I really hope you're not reading this on your laptop or Blackberry in some sun-soaked destination. But if you are, at least order another glass of pina colada, sit back and gaze into the fast approaching future. I firmly predict that all of the 'big questions' about digital media law are going to get answers in the next two years. OK, maybe that's not exactly a prediction of Nostrodamus proportions, but some pretty key developments are on the way.
So I'll highlight the key developments to watch out for but, first, let me provide some context.
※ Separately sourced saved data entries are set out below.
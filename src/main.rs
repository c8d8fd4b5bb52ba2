use anyhow::Result;
use clap::Parser;
use ivcap_api::{
    auth::JwtAuthorizer,
    cli::{Cli, Command, run_client},
    config::{ServeArgs, ServerConfig},
    db, routes,
    state::AppState,
};
use std::{fs, io::ErrorKind, path::Path, sync::Arc};
use tokio::net::TcpListener;
use tracing_subscriber::EnvFilter;

#[tokio::main]
async fn main() -> Result<()> {
    // --- Logging setup ---
    tracing_subscriber::fmt()
        .with_env_filter(EnvFilter::from_default_env())
        .with_writer(std::io::stderr)
        .init();

    let cli = Cli::parse();
    match cli.command {
        Command::Serve(args) => serve(args).await,
        other => run_client(other).await,
    }
}

async fn serve(args: ServeArgs) -> Result<()> {
    let (cfg, migrate) = ServerConfig::from_env_and_args(args)?;
    tracing::info!(
        host = %cfg.host,
        port = cfg.port,
        storage_dir = %cfg.storage_dir,
        database_url = %cfg.database_url,
        public_url = %cfg.public_url,
        "starting ivcap-api"
    );

    // --- Ensure storage directory exists ---
    if !Path::new(&cfg.storage_dir).exists() {
        fs::create_dir_all(&cfg.storage_dir)?;
        tracing::info!("Created storage directory at {}", cfg.storage_dir);
    }

    // --- Ensure the database directory exists ---
    if !cfg.database_url.contains(":memory:") {
        let db_path = cfg
            .database_url
            .trim_start_matches("sqlite://")
            .trim_start_matches("sqlite:")
            .trim_start_matches("file:");
        let db_path = db_path.split('?').next().unwrap_or(db_path);
        if let Some(parent) = Path::new(db_path).parent() {
            if !parent.as_os_str().is_empty() && !parent.exists() {
                fs::create_dir_all(parent)?;
                tracing::info!("Created missing directory {:?}", parent);
            }
        }
    }

    let db = db::connect(&cfg.database_url).await?;

    // --- Migrations (idempotent schema) ---
    db::run_migrations(&db).await?;
    if migrate {
        tracing::info!("Database migration complete.");
        return Ok(());
    }

    let auth = Arc::new(JwtAuthorizer::hs256(&cfg.jwt_secret));
    let state = AppState::new(db, &cfg.storage_dir, &cfg.public_url, auth);
    let app = routes::app(state);

    // --- Start server ---
    let addr = cfg.addr();
    let listener = match TcpListener::bind(&addr).await {
        Ok(listener) => listener,
        Err(err)
            if err.kind() == ErrorKind::PermissionDenied
                && matches!(cfg.host.as_str(), "0.0.0.0" | "::") =>
        {
            let fallback_addr = format!("127.0.0.1:{}", cfg.port);
            tracing::warn!(
                "Permission denied binding to {} ({}). Falling back to {}",
                addr,
                err,
                fallback_addr
            );
            TcpListener::bind(&fallback_addr).await?
        }
        Err(err) => return Err(err.into()),
    };

    tracing::info!("Server listening on http://{}", listener.local_addr()?);
    axum::serve(listener, app).await?;

    Ok(())
}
In my post on May 2nd, I described the four focal points of change as we transition from analogue to digital:
- “What and how do you regulate?” In the traditional world of broadcast television and spectrum scarcity, this was fairly clear. But what’s the right approach to regulating content when we move to new online services that deliver a mix of programme-based and on-demand services, mixing film and TV material along with blogs and literary content? And what are the right kinds of regulatory tools to be used, ranging from prescriptive laws to voluntary codes of conduct?
- “Who carries the can?” What legal responsibilities should ISPs, social network sites and users have for illegal and harmful content?
- Where should the boundary between the public and private domains be drawn?” The private is the domain of intellectual property rights, especially copyright, data privacy and notions of permissions and consents. The public is the domain of access, use and re-use of all types of content and information. The fundamental challenge faced by regulators, and by all of us as digital citizens, is to decide where the digitally-blurred boundaries should be set.
'Co-regulation' is the way to go. For example, check out The Department for Business Enterprise & Regulatory Reform's ('BERR') 'Consultation On Legislative Options to Address Illicit P2P File Sharing'. My money is on Codes of Conduct overseeen by a regulator (OFCOM?) which approves codes of practice negotiated between bodies representing rightsholders and ISPs. In other words, voluntary arrangements as long as they have legal teeth.
ISP's and Hosts will accept a role in the campaign against illegal P2P file sharing as the quid pro quo for maintaining their immunity from damages claims. Well, not really a prediction as the BPI recently announced the signing of an MOU with 6 of the UK's largest ISP's signed (although I did predict this earlier this year). The background here is that UK Government made clear in the Gower's Review (Recommendation 39) that it would legislate on P2P filesharing of copyright if "..industry agreement protocols for sharing data between ISPs and rights holders to remove and disbar users engaged in 'piracy' have not proved "operationally successful by the end of 2007. The BERR Consultation comes directly from this.
Now there are lots of issues to sort out via the Codes of Practice, such as the use of technology to identify and filter content and whether (and, if so, what) user data will be disclosed by ISPs to rights holders. But we're passed the point where the middleman's mantra of 'hear no evil, so no evil' continues to be listened to by the regulator.
Licensing solutions and copyright exceptions will battle it out - and licensing will win. The European Commission's recently published 'Green Paper on Copyright in the Knowledge Economy' focuses on whether there's a need for further copyright exceptions to encourage "the dissemination of knowledge for research, science and education.' So it looks at current exceptions for libraries, archives, teaching and research, news reporting and other issues. At the same time, here in the UK we have the Gower's Consultation on changes to the UK's existing regime for copyright exceptions. So make no mistake, if rightsholders want to resist the rising tide of copyright exceptions, they need to offer licensing solutions.
And that's what a lot of them are doing. They may take the form of additional digital licenses which are available through their collecting societies like the CLA and the NLA; 'machine (e.g.search engine) readable' permissions expressed through the 'ACAP' protocol or other specifications such as 'ONIX' and indeed through old fashioned 1:1 paper licenses. But the lesson is clear: the content industries need to continue to develop business and licensing models for content delivery for obvious commercial reasons and to counter the arguments of those who say - wrongly I think - that copyright is a barrier in the digital age.
Time to get back to your pina colada, I think.
I'm getting ready for my break too so I look forward to being in touch with you again after the 'dog days' of summer.